I'm assuming that happened to you... and on topic... Power consumption is a minimal difference... If you want they have lower wattage Phenoms but that puts you back up into the price range of the intels, and to me 95w vs 125 w really doesn't matter... I run my computers 24/7 and I don't really notice a big difference in my electricity bill... maybe $10 a month


----------



## nocrapman (Jan 4, 2009)

Gilletter said:


> I'm assuming that happened to you... and on topic... Power consumption is a minimal difference... If you want they have lower wattage Phenoms but that puts you back up into the price range of the intels, and to me 95w vs 125 w really doesn't matter... I run my computers 24/7 and I don't really notice a big difference in my electricity bill... maybe $10 a month



Have other people had problems with open box items from newegg? They would RMA promptly in case of an issue. There is the inconvenience factor though! OTOH the same problem can happen to any NIB retail unit...

I agree 95 vs 125 isnt that big of a difference but 65 vs 140 (or125) is !!

For a non-gamer, what does having more cores like in a quad chip mean in reality?
For people who have made the jump form dual core to quad, what is your experience - please chime in.


----------



## Woody112 (Jan 4, 2009)

nocrapman said:


> Have other people had problems with open box items from newegg?

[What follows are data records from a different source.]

use anyhow::Result;

use crate::types::{DeliveryLog, OptimizationResult, Vehicle};

fn finish(writer: csv::Writer<Vec<u8>>) -> Result<String> {
    let data = writer.into_inner()?;
    Ok(String::from_utf8_lossy(&data).to_string())
}

pub fn routes_to_csv(result: &OptimizationResult) -> Result<String> {
    let mut writer = csv::Writer::from_writer(vec![]);
    writer.write_record([
        "id",
        "name",
        "recommended",
        "distance_km",
        "eta_mins",
        "traffic_factor",
        "weather_risk",
        "emissions",
        "delay_probability",
        "score",
    ])?;
    let rows = std::iter::once((&result.recommended_route, true))
        .chain(result.alternatives.iter().map(|route| (route, false)));
    for (route, recommended) in rows {
        writer.write_record([
            route.id.clone(),
            route.name.clone(),
            recommended.to_string(),
            format!("{:.2}", route.distance_km),
            format!("{:.1}", route.eta_mins),
            format!("{:.3}", route.traffic_factor),
            format!("{:.3}", route.weather_risk),
            format!("{:.3}", route.emissions),
            format!("{:.3}", route.delay_probability),
            format!("{:.4}", route.score),
        ])?;
    }
    finish(writer)
}

pub fn fleet_to_csv(vehicles: &[Vehicle]) -> Result<String> {
    let mut writer = csv::Writer::from_writer(vec![]);
    writer.write_record(["vehicle_id", "type", "capacity", "status", "assigned_orders"])?;
    for vehicle in vehicles {
        writer.write_record([
            vehicle.vehicle_id.clone(),
            vehicle.vehicle_type.clone(),
            vehicle.capacity.map(|c| c.to_string()).unwrap_or_default(),
            vehicle.status.to_string(),
            vehicle.assigned_orders.join(";"),
        ])?;
    }
    finish(writer)
}

pub fn history_to_csv(logs: &[DeliveryLog]) -> Result<String> {
    let mut writer = csv::Writer::from_writer(vec![]);
    writer.write_record([
        "log_id",
        "route_id",
        "vehicle_id",
        "timestamp",
        "status",
        "carbon_emitted",
        "customer_rating",
    ])?;
    for log in logs {
        writer.write_record([
            log.log_id.clone(),
            log.route_id.clone(),
            log.vehicle_id.clone(),
            log.timestamp.clone(),
            log.status.to_string(),
            format!("{:.2}", log.carbon_emitted),
            format!("{:.1}", log.customer_rating),
        ])?;
    }
    finish(writer)
}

They would RMA promptly in case of an issue. There is the inconvenience factor though! OTOH the same problem can happen to any NIB retail unit...
> 
> I agree 95 vs 125 isnt that big of a difference but 65 vs 140 (or125) is !!
> 
> ...



For me the biggest difference between dual and quad core is encoding. When it comes to games quad is a waist of money, period. I would never go back to encoding on a dual core chip.


----------



## Snipermonkey2 (Jan 5, 2009)

nocrapman said:


> Have other people had problems with open box items from newegg? They would RMA promptly in case of an issue. There is the inconvenience factor though! OTOH the same problem can happen to any NIB retail unit...
> 
> I agree 95 vs 125 isnt that big of a difference but 65 vs 140 (or125) is !!
> 
> ...



Quad cores don't give you any real boost in gaming. Duel cores are still a better solution for gaming because it saves you money so you can put more into a better graphics card.

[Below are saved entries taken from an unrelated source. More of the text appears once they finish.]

use std::path::PathBuf;
use std::sync::Arc;
use std::time::Duration;

use anyhow::{anyhow, Result};
use clap::{Parser, Subcommand, ValueEnum};
use greenroute_dashboard::backend::{BackendClient, DashboardBackend};
use greenroute_dashboard::config::{Config, ConfigOverrides};
use greenroute_dashboard::dashboard::fleet::VehicleForm;
use greenroute_dashboard::dashboard::{Shell, Tab};
use greenroute_dashboard::map::overlay::{MapDefaults, OverlayManager};
use greenroute_dashboard::map::recording::{RecordingEngine, RecordingSurface};
use greenroute_dashboard::output::csv::{fleet_to_csv, history_to_csv, routes_to_csv};
use greenroute_dashboard::output::json::render_json;
use greenroute_dashboard::output::table::{
    render_fleet_table, render_history_table, render_layers_table, render_routes_table,
    render_simulation_table,
};
use greenroute_dashboard::types::VehicleStatus;
use tracing::{info, warn};

#[derive(Debug, Clone, Copy, ValueEnum)]
enum OutputFormat {
    Table,
    Json,
    Csv,
}

#[derive(Debug, Parser)]
#[command(name = "greenroute", about = "Route optimization dashboard client")]
struct Cli {
    #[arg(short, long)]
    config: Option<PathBuf>,
    #[arg(short = 'u', long = "api-url")]
    api_url: Option<String>,
    #[arg(short, long, value_enum, default_value_t = OutputFormat::Table)]
    output: OutputFormat,
    #[command(subcommand)]
    command: Commands,
}

#[derive(Debug, Subcommand)]
enum Commands {
    Health,
    Status,
    Optimize,
    Fleet {
        #[command(subcommand)]
        command: FleetCommands,
    },
    History,
    Explain {
        log_id: String,
    },
    Ask {
        question: String,
    },
    Render {
        #[arg(long)]
        log: Option<String>,
    },
    Watch {
        #[arg(long)]
        duration_secs: Option<u64>,
    },
    Config {
        #[arg(long)]
        init: bool,
        #[arg(long)]
        show: bool,
    },
}

#[derive(Debug, Subcommand)]
enum FleetCommands {
    List,
    Add {
        #[arg(long = "id")]
        vehicle_id: String,
        #[arg(long = "type")]
        vehicle_type: String,
        #[arg(long, default_value_t = 0)]
        capacity: u32,
        #[arg(long, default_value = "Active")]
        status: VehicleStatus,
    },
}

#[tokio::main]
async fn main() -> Result<()> {
    tracing_subscriber::fmt::init();
    let cli = Cli::parse();

    let config_path = cli.config.clone().unwrap_or_else(Config::default_path);
    let mut config = Config::load(Some(&config_path))?;
    config.apply_overrides(ConfigOverrides {
        base_url: cli.api_url.clone(),
    });

    if let Commands::Config { init, show } = &cli.command {
        return handle_config_command(*init, *show, &config, &config_path);
    }

    let client = Arc::new(BackendClient::new(&config.backend)?);
    info!(base_url = client.base_url(), "using backend");
    let shell = Shell::new(client.clone(), &config);

    match &cli.command {
        Commands::Health => {
            let online = client.health().await;
            println!("{}", if online { "online" } else { "offline" });
            if !online {
                return Err(anyhow!("backend at {} is unreachable", client.base_url()));
            }
        }
        Commands::Status => {
            let online = client.health().await;
            let simulation = match client.simulation_status().await {
                Ok(simulation) => Some(simulation),
                Err(err) => {
                    warn!("simulation status unavailable: {err}");
                    None
                }
            };
            match cli.output {
                OutputFormat::Table => {
                    println!("{}", render_simulation_table(online, simulation.as_ref()))
                }
                _ => println!(
                    "{}",
                    render_json(&serde_json::json!({ "online": online, "simulation": simulation }))?
                ),
            }
        }
        Commands::Optimize => {
            let result = shell.optimize().await?;
            match cli.output {
                OutputFormat::Table => {
                    println!("{}", render_routes_table(&result));
                    let (headline, received_at) =
                        shell.with_optimization(|view| (view.headline(), view.received_at()));
                    if let (Some(headline), Some(received_at)) = (headline, received_at) {
                        println!("{headline} (received {})", received_at.format("%H:%M:%S UTC"));
                    }
                }
                OutputFormat::Json => println!("{}", render_json(&result)?),
                OutputFormat::Csv => println!("{}", routes_to_csv(&result)?),
            }
        }
        Commands::Fleet { command } => {
            if let FleetCommands::Add {
                vehicle_id,
                vehicle_type,
                capacity,
                status,
            } = command
            {
                let form = VehicleForm {
                    vehicle_id: vehicle_id.clone(),
                    vehicle_type: vehicle_type.clone(),
                    capacity: *capacity,
                    status: *status,
                };
                shell.add_vehicle(&form).await?;
                info!(vehicle_id = %vehicle_id, "vehicle added");
            } else {
                shell.refresh_fleet().await?;
            }
            let (vehicles, table) =
                shell.with_fleet(|fleet| (fleet.vehicles().to_vec(), render_fleet_table(fleet)));
            match cli.output {
                OutputFormat::Table => println!("{table}"),
                OutputFormat::Json => println!("{}", render_json(&vehicles)?),
                OutputFormat::Csv => println!("{}", fleet_to_csv(&vehicles)?),
            }
        }
        Commands::History => {
            shell.refresh_history().await?;
            let (logs, summary) =
                shell.with_history(|history| (history.logs().to_vec(), history.summary()));
            match cli.output {
                OutputFormat::Table => println!("{}", render_history_table(&logs, &summary)),
                OutputFormat::Json => println!("{}", render_json(&logs)?),
                OutputFormat::Csv => println!("{}", history_to_csv(&logs)?),
            }
        }
        Commands::Explain { log_id } => {
            let state = shell.select_log(log_id).await;
            match cli.output {
                OutputFormat::Table => println!("{}", state.text().unwrap_or_default()),
                _ => println!("{}", render_json(&state)?),
            }
        }
        Commands::Ask { question } => match shell.ask(question).await {
            Ok(Some(answer)) => match cli.output {
                OutputFormat::Table => {
                    println!("{}", answer.answer);
                    if let Some(audio) = &answer.audio_url {
                        println!("Audio: {audio}");
                    }
                }
                _ => println!("{}", render_json(&answer)?),
            },
            Ok(None) => return Err(anyhow!("question is empty")),
            Err(notice) => println!("{notice}"),
        },
        Commands::Render { log } => render_overlay(&shell, &config, log.as_deref(), cli.output).await?,
        Commands::Watch { duration_secs } => run_watch(&shell, *duration_secs).await?,
        Commands::Config { .. } => unreachable!("config command handled before dispatch"),
    }

    Ok(())
}

fn handle_config_command(init: bool, show: bool, config: &Config, config_path: &PathBuf) -> Result<()> {
    if init {
        Config::write_template(config_path)?;
        println!("Wrote config template to {}", config_path.display());
    }
    if show || !init {
        println!("{}", render_json(config)?);
    }
    Ok(())
}

async fn render_overlay(
    shell: &Shell,
    config: &Config,
    log: Option<&str>,
    format: OutputFormat,
) -> Result<()> {
    match log {
        Some(log_id) => {
            if let Some(fetch) = shell.switch_tab(Tab::History) {
                fetch.await??;
            }
            shell.select_log(log_id).await;
        }
        None => {
            shell.optimize().await?;
        }
    }

    let engine = RecordingEngine::new();
    let mut overlay: OverlayManager<RecordingSurface> =
        OverlayManager::new(MapDefaults::from(&config.map));
    if !overlay.initialize(&engine) {
        return Err(anyhow!("no map surface available"));
    }
    let summary = overlay.redraw(&shell.scene());
    info!(
        mode = ?summary.mode,
        layers = summary.layers_drawn,
        "overlay redrawn"
    );
    let snapshot = overlay
        .surface()
        .map(RecordingSurface::snapshot)
        .ok_or_else(|| anyhow!("map surface released during redraw"))?;
    match format {
        OutputFormat::Table => println!("{}", render_layers_table(&snapshot)),
        OutputFormat::Json => println!("{}", render_json(&snapshot)?),
        OutputFormat::Csv => {
            warn!("CSV output for render not implemented, using JSON");
            println!("{}", render_json(&snapshot)?);
        }
    }
    Ok(())
}

async fn run_watch(shell: &Shell, duration_secs: Option<u64>) -> Result<()> {
    let poller = shell.start_polling();
    let mut online = shell.status().indicator.subscribe();
    let mut simulation = shell.status().subscribe_simulation();
    let deadline = async {
        match duration_secs {
            Some(secs) => tokio::time::sleep(Duration::from_secs(secs)).await,
            None => std::future::pending().await,
        }
    };
    tokio::pin!(deadline);

    loop {
        tokio::select! {
            _ = tokio::signal::ctrl_c() => {
                info!("interrupted");
                break;
            }
            _ = &mut deadline => break,
            changed = online.changed() => {
                if changed.is_err() {
                    break;
                }
                let now_online = *online.borrow_and_update();
                info!(online = now_online, "connectivity");
            }
            changed = simulation.changed() => {
                if changed.is_err() {
                    break;
                }
                if let Some(status) = simulation.borrow_and_update().clone() {
                    info!(
                        traffic = %status.traffic_level,
                        traffic_factor = status.traffic_factor,
                        weather = %status.weather_condition,
                        weather_risk = status.weather_risk,
                        "simulation"
                    );
                }
            }
        }
    }
    poller.stop();
    Ok(())
}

If he planing to do just light video editing and nothing amazing then a duel core should be plenty. 

DDR2 Vs DDR3 mah pick what ever your budget can handle.
Video card - 8800GTS / 3870x2 / 4850
PSU - anything from Mushkin really.


Edit: I have ordered a few things open box from newegg and I have never had a issue.


----------



## Katanai (Jan 5, 2009)

If you really don't plan on gaming do get this motherboard and forget about any video card whatsoever: http://www.newegg.com/Product/Product.aspx?Item=N82E16813131348&Tpk=asus 9300

I got it for a HTPC build and is rock solid thus far...


----------



## nocrapman (Jan 5, 2009)

Katanai said:


> If you really don't plan on gaming do get this motherboard and forget about any video card whatsoever: http://www.newegg.com/Product/Product.aspx?Item=N82E16813131348&Tpk=asus 9300
> 
> I got it for a HTPC build and is rock solid thus far...



I was hoping for a full ATX MOBO... Do you have any links to ur build specs?


----------



## nocrapman (Jan 5, 2009)

Snipermonkey2 said:


> Quad cores don't give you any real boost in gaming. Duel cores are still a better solution for gaming because it saves you money so you can put more into a better graphics card.
> 
> If he planing to do just light video editing and nothing amazing then a duel core should be plenty.
> 
> ...



Crossfire with 3870 and 4850 seems like overkill to me for a non-gaming build.
The 8800GTS might be at a good price/performance point for me.
I plan to stick with DDR2...


----------



## Snipermonkey2 (Jan 5, 2009)

nocrapman said:


> Crossfire with 3870 and 4850 seems like overkill to me for a non-gaming build.
> The 8800GTS might be at a good price/performance point for me.
> I plan to stick with DDR2...



well I mean the 3870x2 which is a single card with duel GPU's which the price isn't to bad on them. But the 8800GTS is a solid card I just bought a used one which works great.


----------



## silkstone (Jan 5, 2009)

nocrapman said:


> How is it more energy efficient? They seem to have the same power ratings?
> Any other benefits of going with the Xeon version of the chip?
> 
> Definitely cant afford the SSDs at the current prices!!



Well it's only rated at 1.225v compared with 1.3625 of the e8400 so less voltage is less power. Internal design is identical to the E8500 so the resistance should be the same.


----------



## nocrapman (Jan 12, 2009)

So after going back and forth and much research, I have decided to once more stick it out with AMD. And the good reviews Phenom II has recieved has helped.

So here's what I have narrowed down to:

CPU -  Phenom 9950 and it comes with a $100 gas card... effective price $60!!
http://www.newegg.com/Product/Product.aspx?Item=N82E16819103291

PSU - http://www.newegg.com/Product/Product.aspx?Item=N82E16817703009
Any other choices are welcome.

Now I need help pick out a good MOBO with either good onboard graphics or an outboard GPU in addition. Remember I am not gaming or Ocing - only video editing occasionally...

Thanks folks! I am all excited...


----------



## cdawall (Jan 13, 2009)

nocrapman said:


> I am not against AMD at all. My last 2 builds have been AMD with no problems till date. But the power consumption seems like quite a difference.
> 
> AMD quads - 125-140 Watts
> Intel Duals - 65 watts
> ...



this is very very wrong the companies use a different rating scheme for wattage on a cpu.


----------



## JrRacinFan (Jan 13, 2009)

Since your going to stick with AMD might as well make it worthwhile nocrapman.
http://www.newegg.com/Product/Product.aspx?Item=N82E16813128360

Fits every single aspect of what your searching for plus has quite a bit of upgradeability.


----------